El hombre se llevó la mano tatuada a la garganta y agarró el tubo que entraba en su boca.
—No, eso se tiene que quedar ahí. —Cuando ella se inclinó para retirarle la mano, el hombre alejó el brazo todo lo que pudo—. Así está mejor. Por favor, no me obligues a inmovilizarte.
El hombre abrió los ojos de manera desorbitada a causa del terror, mientras su cuerpo comenzó a agitarse sobre la cama. Sus labios comenzaron a apretar el tubo que entraba por su garganta como si estuviera sollozando y Jane se conmovió al ver esa reacción de pánico. Había algo animal en la desesperación del paciente, algo que le recordaba a la manera como lo miraría a uno un lobo que ha quedado atrapado en una trampa: «Ayúdame y así tal vez no te mate después de que me liberes».
Ella le puso una mano sobre el hombro.
—Está bien. No es necesario tomar medidas tan extremas. Pero necesitamos ese tubo.
En ese momento se abrió la puerta de la habitación y Jane se quedó paralizada.
Los dos hombres que entraron iban vestidos con ropa de cuero negro y parecían de los que siempre llevan armas escondidas. Uno era probablemente el rubio más grande y despampanante que ella había visto en su vida.
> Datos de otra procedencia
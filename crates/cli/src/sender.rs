// SPDX-License-Identifier: BUSL-1.1
// Copyright (c) 2026 Alfred Jean LLC

//! The sender driving the CLI.

use parking_lot::Mutex;
use std::collections::HashSet;
use sy_core::CommandSender;

/// Either the console, which holds every permission, or a named user with an
/// explicit permission set. Messages sent by handlers are buffered until the
/// session prints them.
#[derive(Debug, Default)]
pub struct ConsoleSender {
    name: String,
    permissions: HashSet<String>,
    console: bool,
    messages: Mutex<Vec<String>>,
}

impl ConsoleSender {
    pub fn console() -> Self {
        Self {
            name: "console".to_string(),
            console: true,
            ..Self::default()
        }
    }

    pub fn user(name: &str, permissions: impl IntoIterator<Item = String>) -> Self {
        Self {
            name: name.to_string(),
            permissions: permissions.into_iter().collect(),
            ..Self::default()
        }
    }

    pub fn name(&self) -> &str {
        &self.name
    }

    pub fn is_console(&self) -> bool {
        self.console
    }

    pub fn send(&self, message: impl Into<String>) {
        self.messages.lock().push(message.into());
    }

    /// Take every buffered message.
    pub fn drain(&self) -> Vec<String> {
        std::mem::take(&mut *self.messages.lock())
    }
}

impl CommandSender for ConsoleSender {
    fn has_permission(&self, permission: &str) -> bool {
        self.console || self.permissions.contains(permission)
    }
}

#[cfg(test)]
#[path = "sender_tests.rs"]
mod tests;
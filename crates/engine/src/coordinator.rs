// SPDX-License-Identifier: BUSL-1.1
// Copyright (c) 2026 Alfred Jean LLC

//! Execution coordination
//!
//! An [`ExecutionJob`] is one invocation: preprocess, route, postprocess,
//! run the handler. A coordinator decides where the job runs and hands back
//! an [`ExecutionHandle`] that resolves to the [`CommandOutcome`] exactly
//! once.

use crate::pipeline::Pipeline;
use crate::processor::Step;
use std::fmt;
use std::future::Future;
use std::pin::Pin;
use std::sync::Arc;
use std::task::{Context, Poll};
use std::time::Instant;
use sy_core::{Command, CommandContext, CommandError, CommandInput, CommandSender};
use tokio::runtime::Handle;
use tokio::sync::{oneshot, Mutex};
use tracing::Instrument;

/// A command that ran to completion.
pub struct CommandResult<S> {
    pub context: CommandContext<S>,
    pub command: Arc<Command<S>>,
}

/// A failed invocation after the exception controller saw it.
pub struct Failure<S> {
    pub error: CommandError<S>,
    /// Absent when the job died before resolving.
    pub context: Option<CommandContext<S>>,
    /// Whether a registered handler dealt with the failure.
    pub handled: bool,
}

pub enum CommandOutcome<S> {
    Success(CommandResult<S>),
    /// A pre- or postprocessor stopped the invocation.
    Cancelled,
    Failed(Failure<S>),
}

impl<S> CommandOutcome<S> {
    pub fn is_success(&self) -> bool {
        matches!(self, Self::Success(_))
    }

    pub fn is_cancelled(&self) -> bool {
        matches!(self, Self::Cancelled)
    }

    pub fn error(&self) -> Option<&CommandError<S>> {
        match self {
            Self::Failed(failure) => Some(&failure.error),
            _ => None,
        }
    }

    pub fn context(&self) -> Option<&CommandContext<S>> {
        match self {
            Self::Success(result) => Some(&result.context),
            Self::Failed(failure) => failure.context.as_ref(),
            Self::Cancelled => None,
        }
    }
}

impl<S> fmt::Debug for CommandOutcome<S> {
    fn fmt(&self, f: &mut fmt::Formatter<'_>) -> fmt::Result {
        match self {
            Self::Success(result) => f
                .debug_tuple("Success")
                .field(&result.command.root_name())
                .finish(),
            Self::Cancelled => f.write_str("Cancelled"),
            Self::Failed(failure) => f
                .debug_struct("Failed")
                .field("error", &failure.error)
                .field("handled", &failure.handled)
                .finish(),
        }
    }
}

// ── Jobs ────────────────────────────────────────────────────────────────────

/// One pending invocation.
pub struct ExecutionJob<S> {
    pipeline: Arc<Pipeline<S>>,
    context: CommandContext<S>,
    input: CommandInput,
    lock: Option<Arc<Mutex<()>>>,
}

impl<S: CommandSender> ExecutionJob<S> {
    pub(crate) fn new(pipeline: Arc<Pipeline<S>>, context: CommandContext<S>, input: CommandInput) -> Self {
        Self {
            pipeline,
            context,
            input,
            lock: None,
        }
    }

    /// The raw input being executed.
    pub fn raw_input(&self) -> &str {
        self.context.raw_input()
    }

    /// Hold `lock` for the whole execution.
    pub fn with_lock(mut self, lock: Arc<Mutex<()>>) -> Self {
        self.lock = Some(lock);
        self
    }

    /// Run the invocation to completion on the current task.
    pub async fn run(self) -> CommandOutcome<S> {
        let span = tracing::info_span!(
            "command.execute",
            invocation = %self.context.id(),
            input_len = self.context.raw_input().len(),
        );
        self.execute().instrument(span).await
    }

    async fn execute(self) -> CommandOutcome<S> {
        let Self {
            pipeline,
            mut context,
            mut input,
            lock,
        } = self;
        let _guard = match &lock {
            Some(lock) => Some(lock.lock().await),
            None => None,
        };
        let start = Instant::now();

        for preprocessor in pipeline.preprocessors() {
            match preprocessor.preprocess(&mut context, &mut input) {
                Step::Continue => {}
                Step::Cancel => {
                    tracing::debug!("cancelled by preprocessor");
                    return CommandOutcome::Cancelled;
                }
                Step::Fail(error) => return pipeline.fail(error, Some(context)),
            }
        }

        let routed = pipeline
            .tree
            .read()
            .parse(&mut context, &mut input, pipeline.settings.liberal_flag_parsing);
        let command = match routed {
            Ok(command) => command,
            Err(error) => return pipeline.fail(error, Some(context)),
        };

        for postprocessor in pipeline.postprocessors() {
            match postprocessor.postprocess(&mut context, &command) {
                Step::Continue => {}
                Step::Cancel => {
                    tracing::debug!(command = command.root_name(), "cancelled by postprocessor");
                    return CommandOutcome::Cancelled;
                }
                Step::Fail(error) => return pipeline.fail(error, Some(context)),
            }
        }

        let handler = Arc::clone(command.handler());
        match handler.execute(&mut context).await {
            Ok(()) => {
                tracing::info!(
                    command = command.root_name(),
                    elapsed_ms = start.elapsed().as_millis() as u64,
                    "completed"
                );
                CommandOutcome::Success(CommandResult { context, command })
            }
            Err(source) => {
                tracing::warn!(
                    command = command.root_name(),
                    elapsed_ms = start.elapsed().as_millis() as u64,
                    error = %source,
                    "handler failed"
                );
                let error = CommandError::CommandExecution {
                    sender: Arc::clone(context.sender_arc()),
                    chain: command.components().iter().map(|c| c.name().to_string()).collect(),
                    source,
                };
                pipeline.fail(error, Some(context))
            }
        }
    }
}

// ── Handles ─────────────────────────────────────────────────────────────────

type BoxedOutcome<S> = Pin<Box<dyn Future<Output = CommandOutcome<S>> + Send>>;

enum HandleState<S> {
    Inline(BoxedOutcome<S>),
    Spawned {
        receiver: oneshot::Receiver<CommandOutcome<S>>,
        pipeline: Arc<Pipeline<S>>,
    },
    Done,
}

/// Resolves to the outcome of a coordinated job.
#[must_use = "an execution handle does nothing unless awaited"]
pub struct ExecutionHandle<S> {
    state: HandleState<S>,
}

impl<S: CommandSender> ExecutionHandle<S> {
    /// Run `job` when the handle is awaited.
    pub fn inline(job: ExecutionJob<S>) -> Self {
        Self {
            state: HandleState::Inline(Box::pin(job.run())),
        }
    }

    /// Spawn `job` on `runtime` and resolve once it finishes.
    pub fn spawn(job: ExecutionJob<S>, runtime: &Handle) -> Self {
        let pipeline = Arc::clone(&job.pipeline);
        let (sender, receiver) = oneshot::channel();
        runtime.spawn(async move {
            // The receiver may have been dropped; nothing is waiting then.
            let _ = sender.send(job.run().await);
        });
        Self {
            state: HandleState::Spawned { receiver, pipeline },
        }
    }
}

impl<S: CommandSender> Future for ExecutionHandle<S> {
    type Output = CommandOutcome<S>;

    fn poll(self: Pin<&mut Self>, cx: &mut Context<'_>) -> Poll<Self::Output> {
        let this = self.get_mut();
        let outcome = match &mut this.state {
            HandleState::Inline(future) => match future.as_mut().poll(cx) {
                Poll::Ready(outcome) => outcome,
                Poll::Pending => return Poll::Pending,
            },
            HandleState::Spawned { receiver, pipeline } => match Pin::new(receiver).poll(cx) {
                Poll::Ready(Ok(outcome)) => outcome,
                Poll::Ready(Err(_)) => {
                    let error = CommandError::Aborted {
                        reason: "execution task ended without a result".to_string(),
                    };
                    pipeline.fail(error, None)
                }
                Poll::Pending => return Poll::Pending,
            },
            HandleState::Done => CommandOutcome::Failed(Failure {
                error: CommandError::Aborted {
                    reason: "outcome already taken".to_string(),
                },
                context: None,
                handled: false,
            }),
        };
        this.state = HandleState::Done;
        Poll::Ready(outcome)
    }
}

// ── Coordinators ────────────────────────────────────────────────────────────

/// Decides where execution jobs run.
pub trait ExecutionCoordinator<S>: Send + Sync + 'static {
    fn coordinate(&self, job: ExecutionJob<S>) -> ExecutionHandle<S>;
}

/// Runs each job on the awaiting task.
#[derive(Debug, Clone, Copy, Default)]
pub struct SimpleCoordinator;

impl<S: CommandSender> ExecutionCoordinator<S> for SimpleCoordinator {
    fn coordinate(&self, job: ExecutionJob<S>) -> ExecutionHandle<S> {
        ExecutionHandle::inline(job)
    }
}

/// Spawns each job as a tokio task.
///
/// Uses the given runtime, or the ambient one. Without either the job runs
/// inline.
#[derive(Debug, Clone, Default)]
pub struct AsyncCoordinator {
    runtime: Option<Handle>,
}

impl AsyncCoordinator {
    pub fn new() -> Self {
        Self::default()
    }

    pub fn with_runtime(runtime: Handle) -> Self {
        Self {
            runtime: Some(runtime),
        }
    }
}

impl<S: CommandSender> ExecutionCoordinator<S> for AsyncCoordinator {
    fn coordinate(&self, job: ExecutionJob<S>) -> ExecutionHandle<S> {
        match self.runtime.clone().or_else(|| Handle::try_current().ok()) {
            Some(runtime) => ExecutionHandle::spawn(job, &runtime),
            None => {
                tracing::debug!("no tokio runtime, executing inline");
                ExecutionHandle::inline(job)
            }
        }
    }
}

/// Serializes jobs behind a shared lock, delegating placement to `inner`.
#[derive(Debug, Clone, Default)]
pub struct LockingCoordinator<C> {
    inner: C,
    lock: Arc<Mutex<()>>,
}

impl<C> LockingCoordinator<C> {
    pub fn new(inner: C) -> Self {
        Self {
            inner,
            lock: Arc::new(Mutex::new(())),
        }
    }

    /// The lock held during execution. Hosts take it to mutate state that
    /// handlers read, such as the command set.
    pub fn lock(&self) -> Arc<Mutex<()>> {
        Arc::clone(&self.lock)
    }
}

impl<S: CommandSender, C: ExecutionCoordinator<S>> ExecutionCoordinator<S> for LockingCoordinator<C> {
    fn coordinate(&self, job: ExecutionJob<S>) -> ExecutionHandle<S> {
        self.inner.coordinate(job.with_lock(self.lock()))
    }
}

#[cfg(test)]
#[path = "coordinator_tests.rs"]
mod tests;
// SPDX-License-Identifier: BUSL-1.1
// Copyright (c) 2026 Alfred Jean LLC

//! Bounded integer parser with range-aware suggestions.

use std::collections::BTreeSet;
use std::fmt;
use std::str::FromStr;
use sy_core::{ArgumentParser, CommandContext, CommandInput, ParserError};
use thiserror::Error;

/// Errors from integer parsing
#[derive(Debug, Clone, PartialEq, Eq, Error)]
pub enum NumberParseError {
    #[error("expected a number")]
    Missing,
    #[error("not a number: {0}")]
    NotANumber(String),
    #[error("{input} is not in range [{min}, {max}]")]
    OutOfRange {
        input: String,
        min: String,
        max: String,
    },
}

/// A primitive integer type the parser can produce.
pub trait Integer: Copy + PartialOrd + fmt::Display + FromStr + Send + Sync + 'static {
    const MIN: Self;
    const MAX: Self;

    fn to_i128(self) -> i128;
}

macro_rules! impl_integer {
    ($($t:ty),*) => {
        $(
            impl Integer for $t {
                const MIN: Self = <$t>::MIN;
                const MAX: Self = <$t>::MAX;

                fn to_i128(self) -> i128 {
                    i128::from(self)
                }
            }
        )*
    };
}

impl_integer!(i8, i16, i32, i64, u8, u16, u32, u64);

/// Parses one token as an integer within `[min, max]`.
#[derive(Debug, Clone, Copy, PartialEq)]
pub struct IntegerParser<T> {
    min: T,
    max: T,
}

impl<T: Integer> IntegerParser<T> {
    /// Accept the full range of `T`.
    pub fn new() -> Self {
        Self {
            min: T::MIN,
            max: T::MAX,
        }
    }

    /// Accept `[min, max]`, both inclusive.
    pub fn range(min: T, max: T) -> Self {
        Self { min, max }
    }

    pub fn min(&self) -> T {
        self.min
    }

    pub fn max(&self) -> T {
        self.max
    }

    pub fn has_min(&self) -> bool {
        self.min != T::MIN
    }

    pub fn has_max(&self) -> bool {
        self.max != T::MAX
    }
}

impl<T: Integer> Default for IntegerParser<T> {
    fn default() -> Self {
        Self::new()
    }
}

impl<S, T: Integer> ArgumentParser<S> for IntegerParser<T> {
    type Value = T;

    fn parse(&self, _context: &CommandContext<S>, input: &mut CommandInput) -> Result<T, ParserError> {
        let token = input.peek_string();
        if token.is_empty() {
            return Err(NumberParseError::Missing.into());
        }
        let value = token
            .parse::<T>()
            .map_err(|_| NumberParseError::NotANumber(token.to_string()))?;
        if value < self.min || value > self.max {
            return Err(NumberParseError::OutOfRange {
                input: token.to_string(),
                min: self.min.to_string(),
                max: self.max.to_string(),
            }
            .into());
        }
        input.read_string();
        Ok(value)
    }

    fn suggestions(&self, _context: &CommandContext<S>, input: &str) -> Vec<String> {
        number_suggestions(self.min.to_i128(), self.max.to_i128(), input)
    }

    fn config_key(&self) -> String {
        format!(
            "integer<{}>[{},{}]",
            std::any::type_name::<T>(),
            self.min,
            self.max
        )
    }
}

/// Completions for a partially typed number: the number itself and the ten
/// numbers one digit longer, kept only when inside `[min, max]`.
///
/// With bounds `[5, 100]` and empty input this yields `5..=9`.
pub fn number_suggestions(min: i128, max: i128, input: &str) -> Vec<String> {
    let negative = input.starts_with('-');
    let text = match input {
        "" | "-" => "0",
        other => other,
    };
    let Some(magnitude) = text.parse::<i128>().ok().and_then(i128::checked_abs) else {
        return Vec::new();
    };

    let mut numbers = BTreeSet::new();
    numbers.insert(magnitude);
    for digit in 0..10 {
        if let Some(next) = magnitude.checked_mul(10).and_then(|n| n.checked_add(digit)) {
            numbers.insert(next);
        }
    }

    numbers
        .into_iter()
        .map(|n| if negative { -n } else { n })
        .filter(|n| (min..=max).contains(n))
        .map(|n| n.to_string())
        .collect()
}

#[cfg(test)]
#[path = "integer_tests.rs"]
mod tests;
El otro le inspiró miedo. Llevaba una gorra de los Red Sox que le tapaba media cara e irradiaba un horrible aire de maldad. Jane no podía ver bien sus rasgos, pero a juzgar por su extrema palidez, debía estar enfermo.
Al ver a aquel par de personajes, lo primero que Jane pensó era que habían venido por su paciente y no precisamente a traerle flores y animarlo.
Su segundo pensamiento fue que necesitaba llamar a seguridad, de inmediato.
—Fuera de aquí —ordenó Jane—. Inmediatamente.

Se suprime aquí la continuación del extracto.